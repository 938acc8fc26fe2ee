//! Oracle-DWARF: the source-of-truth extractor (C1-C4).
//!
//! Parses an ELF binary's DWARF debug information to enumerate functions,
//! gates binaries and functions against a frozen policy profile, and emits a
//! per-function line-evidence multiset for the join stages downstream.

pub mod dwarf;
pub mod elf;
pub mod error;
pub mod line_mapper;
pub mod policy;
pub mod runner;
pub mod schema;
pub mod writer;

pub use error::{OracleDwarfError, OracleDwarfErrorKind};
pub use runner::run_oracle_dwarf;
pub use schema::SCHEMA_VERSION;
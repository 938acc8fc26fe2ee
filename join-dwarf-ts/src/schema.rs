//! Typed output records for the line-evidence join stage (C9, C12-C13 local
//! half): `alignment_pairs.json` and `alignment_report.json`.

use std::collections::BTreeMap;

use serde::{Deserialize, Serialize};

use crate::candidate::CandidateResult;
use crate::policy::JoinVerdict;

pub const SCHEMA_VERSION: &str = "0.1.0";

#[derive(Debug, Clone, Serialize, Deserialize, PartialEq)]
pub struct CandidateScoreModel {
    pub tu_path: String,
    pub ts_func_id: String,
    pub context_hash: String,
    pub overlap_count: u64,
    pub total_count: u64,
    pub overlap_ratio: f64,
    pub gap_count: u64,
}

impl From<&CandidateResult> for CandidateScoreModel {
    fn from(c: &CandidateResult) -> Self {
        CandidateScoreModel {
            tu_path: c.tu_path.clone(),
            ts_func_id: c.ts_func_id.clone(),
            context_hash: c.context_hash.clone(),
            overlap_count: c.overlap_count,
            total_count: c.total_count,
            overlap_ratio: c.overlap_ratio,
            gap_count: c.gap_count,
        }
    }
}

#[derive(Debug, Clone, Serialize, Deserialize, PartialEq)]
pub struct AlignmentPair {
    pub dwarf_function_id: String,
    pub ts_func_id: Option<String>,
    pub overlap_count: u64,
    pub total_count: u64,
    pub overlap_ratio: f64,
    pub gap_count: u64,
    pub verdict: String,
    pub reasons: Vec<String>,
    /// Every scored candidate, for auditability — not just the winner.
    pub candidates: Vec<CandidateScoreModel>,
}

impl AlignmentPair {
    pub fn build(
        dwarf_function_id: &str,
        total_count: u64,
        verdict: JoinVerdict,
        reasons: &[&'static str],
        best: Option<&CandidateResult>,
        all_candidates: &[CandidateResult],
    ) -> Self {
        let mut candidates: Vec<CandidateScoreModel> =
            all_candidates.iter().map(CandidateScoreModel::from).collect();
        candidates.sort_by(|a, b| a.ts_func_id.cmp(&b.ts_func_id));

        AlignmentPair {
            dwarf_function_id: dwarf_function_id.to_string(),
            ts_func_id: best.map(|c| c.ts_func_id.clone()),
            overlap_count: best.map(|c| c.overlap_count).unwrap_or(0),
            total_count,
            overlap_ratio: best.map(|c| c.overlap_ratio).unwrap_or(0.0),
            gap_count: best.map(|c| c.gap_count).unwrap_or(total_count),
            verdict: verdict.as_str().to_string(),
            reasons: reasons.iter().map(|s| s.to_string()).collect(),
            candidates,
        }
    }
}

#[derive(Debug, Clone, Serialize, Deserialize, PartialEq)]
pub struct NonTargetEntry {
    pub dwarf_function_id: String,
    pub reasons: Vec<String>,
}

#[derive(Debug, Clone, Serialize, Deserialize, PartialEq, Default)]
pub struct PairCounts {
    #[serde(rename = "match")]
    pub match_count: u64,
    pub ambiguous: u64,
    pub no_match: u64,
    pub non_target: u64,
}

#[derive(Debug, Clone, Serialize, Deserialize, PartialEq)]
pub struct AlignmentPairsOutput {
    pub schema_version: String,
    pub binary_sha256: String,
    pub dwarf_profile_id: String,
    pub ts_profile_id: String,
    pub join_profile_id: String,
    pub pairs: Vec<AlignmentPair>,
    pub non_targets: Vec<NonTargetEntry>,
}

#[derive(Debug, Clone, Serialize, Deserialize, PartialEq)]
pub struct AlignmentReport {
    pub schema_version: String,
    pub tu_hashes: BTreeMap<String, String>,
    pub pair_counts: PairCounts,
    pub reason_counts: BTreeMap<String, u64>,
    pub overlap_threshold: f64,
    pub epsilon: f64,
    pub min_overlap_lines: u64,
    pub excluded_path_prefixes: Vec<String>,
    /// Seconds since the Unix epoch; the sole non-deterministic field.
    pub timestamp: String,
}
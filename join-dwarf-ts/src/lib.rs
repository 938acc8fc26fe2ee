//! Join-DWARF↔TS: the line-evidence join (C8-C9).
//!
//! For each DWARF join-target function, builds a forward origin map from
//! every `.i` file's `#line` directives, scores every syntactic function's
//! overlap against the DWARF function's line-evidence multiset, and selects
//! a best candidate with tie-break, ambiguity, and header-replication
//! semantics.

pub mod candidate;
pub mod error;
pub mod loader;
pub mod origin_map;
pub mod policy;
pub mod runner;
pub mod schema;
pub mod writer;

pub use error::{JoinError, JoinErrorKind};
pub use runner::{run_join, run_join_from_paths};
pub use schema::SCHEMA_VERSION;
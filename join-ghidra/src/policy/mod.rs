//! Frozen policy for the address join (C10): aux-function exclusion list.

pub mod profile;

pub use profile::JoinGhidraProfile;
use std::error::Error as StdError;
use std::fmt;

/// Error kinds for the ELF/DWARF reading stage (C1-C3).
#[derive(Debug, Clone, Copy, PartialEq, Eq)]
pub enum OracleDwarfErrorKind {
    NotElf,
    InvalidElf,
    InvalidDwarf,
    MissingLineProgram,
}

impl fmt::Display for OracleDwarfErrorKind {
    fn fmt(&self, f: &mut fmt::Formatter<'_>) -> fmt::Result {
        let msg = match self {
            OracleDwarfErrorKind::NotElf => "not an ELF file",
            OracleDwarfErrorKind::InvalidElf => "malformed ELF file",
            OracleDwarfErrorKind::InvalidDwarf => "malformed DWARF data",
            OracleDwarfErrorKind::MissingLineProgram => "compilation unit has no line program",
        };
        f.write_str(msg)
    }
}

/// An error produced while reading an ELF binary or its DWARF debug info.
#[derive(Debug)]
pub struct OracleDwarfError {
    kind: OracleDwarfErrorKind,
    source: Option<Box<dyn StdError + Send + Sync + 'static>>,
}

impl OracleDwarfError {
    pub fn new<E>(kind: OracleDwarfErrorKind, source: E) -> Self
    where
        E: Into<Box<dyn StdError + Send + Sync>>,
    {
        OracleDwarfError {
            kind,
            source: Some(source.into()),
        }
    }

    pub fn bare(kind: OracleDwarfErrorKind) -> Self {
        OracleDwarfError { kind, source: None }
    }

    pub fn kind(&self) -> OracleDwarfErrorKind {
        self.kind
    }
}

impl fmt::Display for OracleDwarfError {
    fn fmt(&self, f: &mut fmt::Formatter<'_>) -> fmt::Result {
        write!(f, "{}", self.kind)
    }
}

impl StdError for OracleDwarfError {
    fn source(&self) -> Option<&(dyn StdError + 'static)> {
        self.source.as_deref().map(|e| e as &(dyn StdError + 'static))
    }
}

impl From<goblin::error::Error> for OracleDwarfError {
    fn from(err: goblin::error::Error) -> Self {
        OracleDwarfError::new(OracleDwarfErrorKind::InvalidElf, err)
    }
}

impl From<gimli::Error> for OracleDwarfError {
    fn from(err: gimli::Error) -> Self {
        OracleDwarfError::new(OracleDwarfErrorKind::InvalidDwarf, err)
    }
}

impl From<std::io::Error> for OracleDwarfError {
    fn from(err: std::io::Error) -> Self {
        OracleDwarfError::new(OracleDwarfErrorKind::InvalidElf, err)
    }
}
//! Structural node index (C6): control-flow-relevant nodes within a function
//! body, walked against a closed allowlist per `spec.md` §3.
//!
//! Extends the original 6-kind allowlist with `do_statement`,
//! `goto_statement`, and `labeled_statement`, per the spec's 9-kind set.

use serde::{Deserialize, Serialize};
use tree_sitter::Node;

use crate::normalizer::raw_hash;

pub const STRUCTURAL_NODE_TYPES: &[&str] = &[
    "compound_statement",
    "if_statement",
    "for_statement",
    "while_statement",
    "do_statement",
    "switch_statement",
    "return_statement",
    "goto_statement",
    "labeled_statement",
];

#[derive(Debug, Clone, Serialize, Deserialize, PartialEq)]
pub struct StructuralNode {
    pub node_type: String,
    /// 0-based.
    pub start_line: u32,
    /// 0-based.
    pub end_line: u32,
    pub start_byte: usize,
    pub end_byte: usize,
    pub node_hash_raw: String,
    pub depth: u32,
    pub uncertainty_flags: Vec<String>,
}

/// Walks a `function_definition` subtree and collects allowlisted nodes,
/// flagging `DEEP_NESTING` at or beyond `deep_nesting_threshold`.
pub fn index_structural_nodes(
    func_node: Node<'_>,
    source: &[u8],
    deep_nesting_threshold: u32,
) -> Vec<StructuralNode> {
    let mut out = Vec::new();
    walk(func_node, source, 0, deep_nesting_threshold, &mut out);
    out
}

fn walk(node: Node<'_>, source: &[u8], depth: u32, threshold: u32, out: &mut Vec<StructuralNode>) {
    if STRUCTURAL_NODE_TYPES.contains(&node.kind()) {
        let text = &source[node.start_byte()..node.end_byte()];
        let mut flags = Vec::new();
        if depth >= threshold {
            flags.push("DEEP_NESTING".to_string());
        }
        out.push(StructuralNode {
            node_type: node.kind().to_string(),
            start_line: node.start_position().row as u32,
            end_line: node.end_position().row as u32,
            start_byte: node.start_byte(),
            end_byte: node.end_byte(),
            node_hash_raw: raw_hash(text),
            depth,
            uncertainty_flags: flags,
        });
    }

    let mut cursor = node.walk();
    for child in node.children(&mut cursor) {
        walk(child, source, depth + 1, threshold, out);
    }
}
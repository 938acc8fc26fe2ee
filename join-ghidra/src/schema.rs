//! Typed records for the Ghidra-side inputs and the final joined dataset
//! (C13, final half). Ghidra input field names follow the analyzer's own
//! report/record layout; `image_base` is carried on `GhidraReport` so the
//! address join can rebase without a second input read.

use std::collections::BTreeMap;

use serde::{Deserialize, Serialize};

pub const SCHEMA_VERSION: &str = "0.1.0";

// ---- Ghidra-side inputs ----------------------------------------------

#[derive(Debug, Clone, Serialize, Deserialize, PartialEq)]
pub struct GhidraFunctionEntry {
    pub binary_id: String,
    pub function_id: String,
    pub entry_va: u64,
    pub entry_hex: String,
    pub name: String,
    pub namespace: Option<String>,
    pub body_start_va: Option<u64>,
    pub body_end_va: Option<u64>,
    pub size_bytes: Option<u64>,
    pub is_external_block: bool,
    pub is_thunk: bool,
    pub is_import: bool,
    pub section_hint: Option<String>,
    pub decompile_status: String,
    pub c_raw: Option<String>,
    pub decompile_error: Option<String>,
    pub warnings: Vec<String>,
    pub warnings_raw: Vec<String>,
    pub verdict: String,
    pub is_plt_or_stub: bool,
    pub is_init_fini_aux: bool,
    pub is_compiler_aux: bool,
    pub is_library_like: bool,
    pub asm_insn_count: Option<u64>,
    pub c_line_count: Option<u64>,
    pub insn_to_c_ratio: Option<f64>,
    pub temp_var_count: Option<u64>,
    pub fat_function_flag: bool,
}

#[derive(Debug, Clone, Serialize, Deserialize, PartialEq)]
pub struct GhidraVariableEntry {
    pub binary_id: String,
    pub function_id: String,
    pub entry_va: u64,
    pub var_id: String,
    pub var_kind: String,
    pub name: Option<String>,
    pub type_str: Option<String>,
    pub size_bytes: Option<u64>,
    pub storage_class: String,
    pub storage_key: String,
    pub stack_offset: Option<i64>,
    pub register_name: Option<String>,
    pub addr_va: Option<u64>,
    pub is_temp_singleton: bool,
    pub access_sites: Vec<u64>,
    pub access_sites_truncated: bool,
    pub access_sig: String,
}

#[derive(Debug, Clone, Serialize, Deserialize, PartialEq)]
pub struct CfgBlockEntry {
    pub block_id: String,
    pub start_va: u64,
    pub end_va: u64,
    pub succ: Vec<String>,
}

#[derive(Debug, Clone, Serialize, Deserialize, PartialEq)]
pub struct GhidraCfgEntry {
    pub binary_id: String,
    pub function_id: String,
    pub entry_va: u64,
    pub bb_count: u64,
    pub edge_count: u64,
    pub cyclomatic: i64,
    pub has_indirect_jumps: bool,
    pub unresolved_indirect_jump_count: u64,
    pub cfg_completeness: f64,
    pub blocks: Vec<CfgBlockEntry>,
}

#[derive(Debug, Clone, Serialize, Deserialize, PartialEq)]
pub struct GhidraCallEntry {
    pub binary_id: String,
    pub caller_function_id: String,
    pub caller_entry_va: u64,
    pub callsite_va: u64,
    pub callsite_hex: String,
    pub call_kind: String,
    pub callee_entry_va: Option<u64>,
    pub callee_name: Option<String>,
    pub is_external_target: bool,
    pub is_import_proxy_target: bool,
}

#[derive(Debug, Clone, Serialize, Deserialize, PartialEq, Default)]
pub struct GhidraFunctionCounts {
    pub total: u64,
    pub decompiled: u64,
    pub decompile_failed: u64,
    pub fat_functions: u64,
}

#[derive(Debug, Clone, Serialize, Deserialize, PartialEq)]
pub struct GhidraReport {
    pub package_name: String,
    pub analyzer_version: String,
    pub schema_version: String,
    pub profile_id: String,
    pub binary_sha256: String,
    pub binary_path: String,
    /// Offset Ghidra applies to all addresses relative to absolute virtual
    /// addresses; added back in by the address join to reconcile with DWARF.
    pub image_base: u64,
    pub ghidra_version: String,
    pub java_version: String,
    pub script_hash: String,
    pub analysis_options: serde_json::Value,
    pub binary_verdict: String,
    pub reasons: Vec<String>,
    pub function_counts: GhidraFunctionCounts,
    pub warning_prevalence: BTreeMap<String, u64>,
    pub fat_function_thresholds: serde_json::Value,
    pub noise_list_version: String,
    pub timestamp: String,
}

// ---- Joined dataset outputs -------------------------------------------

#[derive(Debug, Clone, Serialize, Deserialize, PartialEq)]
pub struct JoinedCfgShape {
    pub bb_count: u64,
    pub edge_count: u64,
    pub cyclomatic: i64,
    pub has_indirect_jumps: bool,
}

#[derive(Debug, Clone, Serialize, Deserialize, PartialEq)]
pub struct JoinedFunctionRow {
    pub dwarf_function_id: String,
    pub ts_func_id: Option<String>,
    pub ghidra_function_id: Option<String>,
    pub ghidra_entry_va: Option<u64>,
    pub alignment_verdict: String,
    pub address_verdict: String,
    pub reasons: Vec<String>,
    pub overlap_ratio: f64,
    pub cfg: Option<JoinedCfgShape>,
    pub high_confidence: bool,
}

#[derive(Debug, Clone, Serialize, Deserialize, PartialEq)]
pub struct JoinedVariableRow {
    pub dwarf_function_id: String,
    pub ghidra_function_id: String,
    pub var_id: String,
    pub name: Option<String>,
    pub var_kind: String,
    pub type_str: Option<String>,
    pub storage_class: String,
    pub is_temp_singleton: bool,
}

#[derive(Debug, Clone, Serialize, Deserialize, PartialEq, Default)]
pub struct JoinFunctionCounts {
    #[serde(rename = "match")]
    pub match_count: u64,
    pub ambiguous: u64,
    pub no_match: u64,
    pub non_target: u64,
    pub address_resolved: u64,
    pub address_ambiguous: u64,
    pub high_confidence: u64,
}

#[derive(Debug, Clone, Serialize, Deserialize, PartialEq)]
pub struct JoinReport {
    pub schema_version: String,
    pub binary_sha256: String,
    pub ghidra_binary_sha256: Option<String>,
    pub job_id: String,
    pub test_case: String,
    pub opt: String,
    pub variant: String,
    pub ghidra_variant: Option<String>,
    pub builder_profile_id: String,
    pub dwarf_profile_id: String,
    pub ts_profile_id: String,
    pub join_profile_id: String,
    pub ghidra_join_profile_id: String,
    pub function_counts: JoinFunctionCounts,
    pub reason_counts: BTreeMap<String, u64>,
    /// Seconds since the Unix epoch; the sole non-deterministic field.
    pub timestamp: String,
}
---*---
Exercise objective: Could you restate word for word the lines above from the one containing "pub struct GhidraCallEntry" through the one containing "pub struct GhidraReport", both included, and nothing else?

Solution for this task:
pub struct GhidraCallEntry {
    pub binary_id: String,
    pub caller_function_id: String,
    pub caller_entry_va: u64,
    pub callsite_va: u64,
    pub callsite_hex: String,
    pub call_kind: String,
    pub callee_entry_va: Option<u64>,
    pub callee_name: Option<String>,
    pub is_external_target: bool,
    pub is_import_proxy_target: bool,
}

#[derive(Debug, Clone, Serialize, Deserialize, PartialEq, Default)]
pub struct GhidraFunctionCounts {
    pub total: u64,
    pub decompiled: u64,
    pub decompile_failed: u64,
    pub fat_functions: u64,
}

#[derive(Debug, Clone, Serialize, Deserialize, PartialEq)]
pub struct GhidraReport {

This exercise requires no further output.